Science Daily reports on a new study from sociologist Rob Ford about the decline in racial prejudice in Britain since the 1980s, which the research suggests is attributable to the tolerance of younger generations.
Dr. Rob Ford from The University of Manchester says that social contact with black or Asian Britons is becoming increasingly unremarkable to white people in their 20s and 30s.
The study published in next month’s British Journal of Sociology found that while 60% of people born in the 1910s opposed marriage between white relatives and ethnic minorities, this figure falls to 25% for people born in the 1970s.
The study draws upon data from the British Social Attitudes Survey conducted in the 1980s and 90s.
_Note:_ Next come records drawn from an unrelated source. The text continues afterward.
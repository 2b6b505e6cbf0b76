//! nom grammar for minipy.
//!
//! A source is parsed line by line; each line holds zero or more statements
//! separated by `;` and may end with a `#` comment.
//!
//! Every line is parsed under [`Limits`]: nesting deeper than
//! [`MAX_NESTING`] or more than [`MAX_OPERATIONS`] operators is rejected
//! before the tree is built, so neither the parser nor the evaluator can
//! exhaust the thread's stack.

use std::cell::Cell;

use nom::{
    IResult,
    branch::alt,
    bytes::complete::{tag, take_while, take_while1},
    character::complete::{char, digit1, satisfy, space0},
    combinator::{all_consuming, map, map_res, not, opt, recognize, rest, value, verify},
    error::{Error, ErrorKind},
    multi::{fold_many0, many0, separated_list0},
    sequence::{delimited, pair, preceded, terminated, tuple},
};
use tracing::instrument;

use super::ast::{BinaryOperator, Expression, Located, Program, Statement, UnaryOperator};
use crate::environment::Value;

const RESERVED_KEYWORDS: [&str; 7] = ["print", "and", "or", "not", "True", "False", "None"];

/// Deepest nesting of parentheses, `not` and unary signs in one expression.
pub const MAX_NESTING: usize = 64;

/// Most operators a single line may contain.
pub const MAX_OPERATIONS: usize = 512;

#[derive(Debug, Clone, Copy, PartialEq, Eq, strum::Display)]
pub enum SyntaxErrorKind {
    #[strum(serialize = "invalid syntax")]
    Invalid,
    #[strum(serialize = "expression nested too deeply")]
    TooDeep,
    #[strum(serialize = "expression has too many operators")]
    TooComplex,
}

/// The line a source failed to parse on (1-based), and why.
#[derive(Debug, Clone, Copy, PartialEq, Eq)]
pub struct SyntaxError {
    pub line: usize,
    pub kind: SyntaxErrorKind,
}

/// Per-line parse budget.
#[derive(Debug, Default)]
struct Limits {
    operations: Cell<usize>,
    exceeded: Cell<Option<SyntaxErrorKind>>,
}

impl Limits {
    fn exceeded(&self) -> Option<SyntaxErrorKind> {
        self.exceeded.get()
    }

    // Failure, not Error: alternatives must not retry an oversized input.
    fn reject<'a, T>(&self, input: &'a str, kind: SyntaxErrorKind) -> IResult<&'a str, T> {
        self.exceeded.set(Some(kind));
        Err(nom::Err::Failure(Error::new(input, ErrorKind::TooLarge)))
    }

    fn enter<'a>(&self, input: &'a str, depth: usize) -> IResult<&'a str, ()> {
        if depth > MAX_NESTING {
            return self.reject(input, SyntaxErrorKind::TooDeep);
        }
        Ok((input, ()))
    }

    fn count_operation<'a>(&self, input: &'a str) -> IResult<&'a str, ()> {
        let used = self.operations.get() + 1;
        if used > MAX_OPERATIONS {
            return self.reject(input, SyntaxErrorKind::TooComplex);
        }
        self.operations.set(used);
        Ok((input, ()))
    }
}

/// Entry point of the parser.
#[instrument(level = "debug", skip(source))]
pub fn parse_program(source: &str) -> Result<Program, SyntaxError> {
    let mut program = Vec::new();
    for (index, line) in source.lines().enumerate() {
        let line_number = index + 1;
        let limits = Limits::default();
        let (_, statements) =
            all_consuming(|i| parse_line(i, &limits))(line).map_err(|_| SyntaxError {
                line: line_number,
                kind: limits.exceeded().unwrap_or(SyntaxErrorKind::Invalid),
            })?;
        program.extend(statements.into_iter().map(|statement| Located {
            line: line_number,
            statement,
        }));
    }
    Ok(program)
}

fn parse_line<'a>(input: &'a str, limits: &Limits) -> IResult<&'a str, Vec<Statement>> {
    terminated(
        separated_list0(ws(char(';')), |i: &'a str| parse_statement(i, limits)),
        tuple((opt(ws(char(';'))), space0, opt(parse_comment))),
    )(input)
}

fn parse_comment(input: &str) -> IResult<&str, &str> {
    preceded(char('#'), rest)(input)
}

fn parse_statement<'a>(input: &'a str, limits: &Limits) -> IResult<&'a str, Statement> {
    alt((
        |i: &'a str| parse_print(i, limits),
        |i: &'a str| parse_assignment(i, limits),
        map(
            |i: &'a str| parse_expression(i, limits, 0),
            Statement::Expression,
        ),
    ))(input)
}

fn parse_print<'a>(input: &'a str, limits: &Limits) -> IResult<&'a str, Statement> {
    let (input, _) = ws(keyword("print"))(input)?;
    let (input, items) = separated_list0(ws(char(',')), |i: &'a str| {
        parse_expression(i, limits, 0)
    })(input)?;
    if items.is_empty() {
        return Ok((input, Statement::print(items)));
    }
    // `print a,` leaves the line open
    let (input, trailing) = opt(ws(char(',')))(input)?;
    Ok((
        input,
        Statement::Print {
            items,
            newline: trailing.is_none(),
        },
    ))
}

fn parse_assignment<'a>(input: &'a str, limits: &Limits) -> IResult<&'a str, Statement> {
    map(
        tuple((
            ws(parse_name),
            // `=` but not `==`
            ws(terminated(char('='), not(char('=')))),
            |i: &'a str| parse_expression(i, limits, 0),
        )),
        |(target, _, value)| Statement::Assignment {
            target: target.to_string(),
            value,
        },
    )(input)
}

// Expressions, loosest binding first
fn parse_expression<'a>(
    input: &'a str,
    limits: &Limits,
    depth: usize,
) -> IResult<&'a str, Expression> {
    let (input, _) = limits.enter(input, depth)?;
    parse_logical_or(input, limits, depth)
}

fn parse_logical_or<'a>(
    input: &'a str,
    limits: &Limits,
    depth: usize,
) -> IResult<&'a str, Expression> {
    let (input, first) = parse_logical_and(input, limits, depth)?;
    fold_many0(
        |i: &'a str| {
            counted(
                i,
                limits,
                pair(value(BinaryOperator::Or, ws(keyword("or"))), |i: &'a str| {
                    parse_logical_and(i, limits, depth)
                }),
            )
        },
        move || first.clone(),
        |left, (op, right)| Expression::binary(op, left, right),
    )(input)
}

fn parse_logical_and<'a>(
    input: &'a str,
    limits: &Limits,
    depth: usize,
) -> IResult<&'a str, Expression> {
    let (input, first) = parse_logical_not(input, limits, depth)?;
    fold_many0(
        |i: &'a str| {
            counted(
                i,
                limits,
                pair(value(BinaryOperator::And, ws(keyword("and"))), |i: &'a str| {
                    parse_logical_not(i, limits, depth)
                }),
            )
        },
        move || first.clone(),
        |left, (op, right)| Expression::binary(op, left, right),
    )(input)
}

fn parse_logical_not<'a>(
    input: &'a str,
    limits: &Limits,
    depth: usize,
) -> IResult<&'a str, Expression> {
    let (input, _) = limits.enter(input, depth)?;
    alt((
        map(
            preceded(ws(keyword("not")), |i: &'a str| {
                counted(i, limits, |i: &'a str| {
                    parse_logical_not(i, limits, depth + 1)
                })
            }),
            |operand| Expression::unary(UnaryOperator::Not, operand),
        ),
        |i: &'a str| parse_comparison(i, limits, depth),
    ))(input)
}

/// `a < b` stays a binary operation; longer runs become a chain.
fn parse_comparison<'a>(
    input: &'a str,
    limits: &Limits,
    depth: usize,
) -> IResult<&'a str, Expression> {
    let (input, first) = parse_additive(input, limits, depth)?;
    let (input, mut links) = many0(|i: &'a str| {
        counted(
            i,
            limits,
            pair(comparison_operator, |i: &'a str| {
                parse_additive(i, limits, depth)
            }),
        )
    })(input)?;

    let expression = if links.len() > 1 {
        Expression::Chain {
            first: Box::new(first),
            links,
        }
    } else {
        match links.pop() {
            Some((op, right)) => Expression::binary(op, first, right),
            None => first,
        }
    };
    Ok((input, expression))
}

fn comparison_operator(input: &str) -> IResult<&str, BinaryOperator> {
    ws(map_res(
        alt((
            tag("=="),
            tag("!="),
            tag("<="),
            tag(">="),
            tag("<"),
            tag(">"),
        )),
        |op: &str| op.parse::<BinaryOperator>(),
    ))(input)
}

fn parse_additive<'a>(
    input: &'a str,
    limits: &Limits,
    depth: usize,
) -> IResult<&'a str, Expression> {
    let (input, first) = parse_multiplicative(input, limits, depth)?;
    fold_many0(
        |i: &'a str| {
            counted(
                i,
                limits,
                pair(additive_operator, |i: &'a str| {
                    parse_multiplicative(i, limits, depth)
                }),
            )
        },
        move || first.clone(),
        |left, (op, right)| Expression::binary(op, left, right),
    )(input)
}

fn additive_operator(input: &str) -> IResult<&str, BinaryOperator> {
    ws(map_res(alt((tag("+"), tag("-"))), |op: &str| {
        op.parse::<BinaryOperator>()
    }))(input)
}

fn parse_multiplicative<'a>(
    input: &'a str,
    limits: &Limits,
    depth: usize,
) -> IResult<&'a str, Expression> {
    let (input, first) = parse_unary(input, limits, depth)?;
    fold_many0(
        |i: &'a str| {
            counted(
                i,
                limits,
                pair(multiplicative_operator, |i: &'a str| {
                    parse_unary(i, limits, depth)
                }),
            )
        },
        move || first.clone(),
        |left, (op, right)| Expression::binary(op, left, right),
    )(input)
}

fn multiplicative_operator(input: &str) -> IResult<&str, BinaryOperator> {
    ws(map_res(alt((tag("*"), tag("/"), tag("%"))), |op: &str| {
        op.parse::<BinaryOperator>()
    }))(input)
}

fn parse_unary<'a>(input: &'a str, limits: &Limits, depth: usize) -> IResult<&'a str, Expression> {
    let (input, _) = limits.enter(input, depth)?;
    alt((
        map(
            |i: &'a str| {
                counted(
                    i,
                    limits,
                    pair(unary_operator, |i: &'a str| {
                        parse_unary(i, limits, depth + 1)
                    }),
                )
            },
            |(op, operand)| Expression::unary(op, operand),
        ),
        |i: &'a str| parse_primary(i, limits, depth),
    ))(input)
}

fn unary_operator(input: &str) -> IResult<&str, UnaryOperator> {
    ws(map_res(alt((tag("-"), tag("+"))), |op: &str| {
        op.parse::<UnaryOperator>()
    }))(input)
}

fn parse_primary<'a>(
    input: &'a str,
    limits: &Limits,
    depth: usize,
) -> IResult<&'a str, Expression> {
    ws(alt((
        map(parse_literal, Expression::Literal),
        delimited(
            ws(char('(')),
            |i: &'a str| parse_expression(i, limits, depth + 1),
            ws(char(')')),
        ),
        map(parse_name, |name: &str| Expression::Variable(name.to_string())),
    )))(input)
}

/// Runs `parser`, then charges one operation for the node its output becomes.
fn counted<'a, O, P>(input: &'a str, limits: &Limits, mut parser: P) -> IResult<&'a str, O>
where
    P: FnMut(&'a str) -> IResult<&'a str, O>,
{
    let (input, output) = parser(input)?;
    let (input, _) = limits.count_operation(input)?;
    Ok((input, output))
}

fn parse_literal(input: &str) -> IResult<&str, Value> {
    alt((
        map(parse_float, Value::Float),
        map(parse_int, Value::Int),
        map(parse_string, Value::Str),
        value(Value::Bool(true), keyword("True")),
        value(Value::Bool(false), keyword("False")),
        value(Value::None, keyword("None")),
    ))(input)
}

fn parse_float(input: &str) -> IResult<&str, f64> {
    map_res(recognize(tuple((digit1, char('.'), digit1))), |s: &str| {
        s.parse::<f64>()
    })(input)
}

fn parse_int(input: &str) -> IResult<&str, i64> {
    map_res(digit1, |s: &str| s.parse::<i64>())(input)
}

fn parse_string(input: &str) -> IResult<&str, String> {
    map(
        alt((
            delimited(char('"'), take_while(|c| c != '"'), char('"')),
            delimited(char('\''), take_while(|c| c != '\''), char('\'')),
        )),
        |s: &str| s.to_string(),
    )(input)
}

/// An identifier that is not a reserved keyword.
fn parse_name(input: &str) -> IResult<&str, &str> {
    verify(identifier, |id: &str| !RESERVED_KEYWORDS.contains(&id))(input)
}

fn identifier(input: &str) -> IResult<&str, &str> {
    recognize(pair(
        take_while1(|c: char| c.is_alphabetic() || c == '_'),
        take_while(is_identifier_char),
    ))(input)
}

fn is_identifier_char(c: char) -> bool {
    c.is_alphanumeric() || c == '_'
}

/// Matches `word` only when it is not the prefix of a longer identifier.
fn keyword<'a>(word: &'static str) -> impl FnMut(&'a str) -> IResult<&'a str, &'a str> {
    terminated(tag(word), not(satisfy(is_identifier_char)))
}

/// Skips spaces and tabs around `inner`.
fn ws<'a, F, O>(inner: F) -> impl FnMut(&'a str) -> IResult<&'a str, O>
where
    F: FnMut(&'a str) -> IResult<&'a str, O>,
{
    delimited(space0, inner, space0)
}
“The marked decline in racial prejudice is backed by further data points in 2006, 2004 and 2003 so the results here are pretty emphatic: we are becoming a more tolerant society. The attitudes of older cohorts reflect the fact that their perceptions were shaped by growing up in an ethnically homogeneous Britain before mass immigration began,” he said. “Those cohorts express much more hostility about social contact with minority groups than their children and grandchildren.”
Ford cautions against the assumption that racial prejudice will disappear in the immediate future. He notes, “…while prejudice is therefore likely to be less of a problem in the future, it is unlikely to disappear overnight. Cohort replacement is a slow process and significant levels of hostility to ethnic minorities remain even in the youngest cohorts surveyed here.”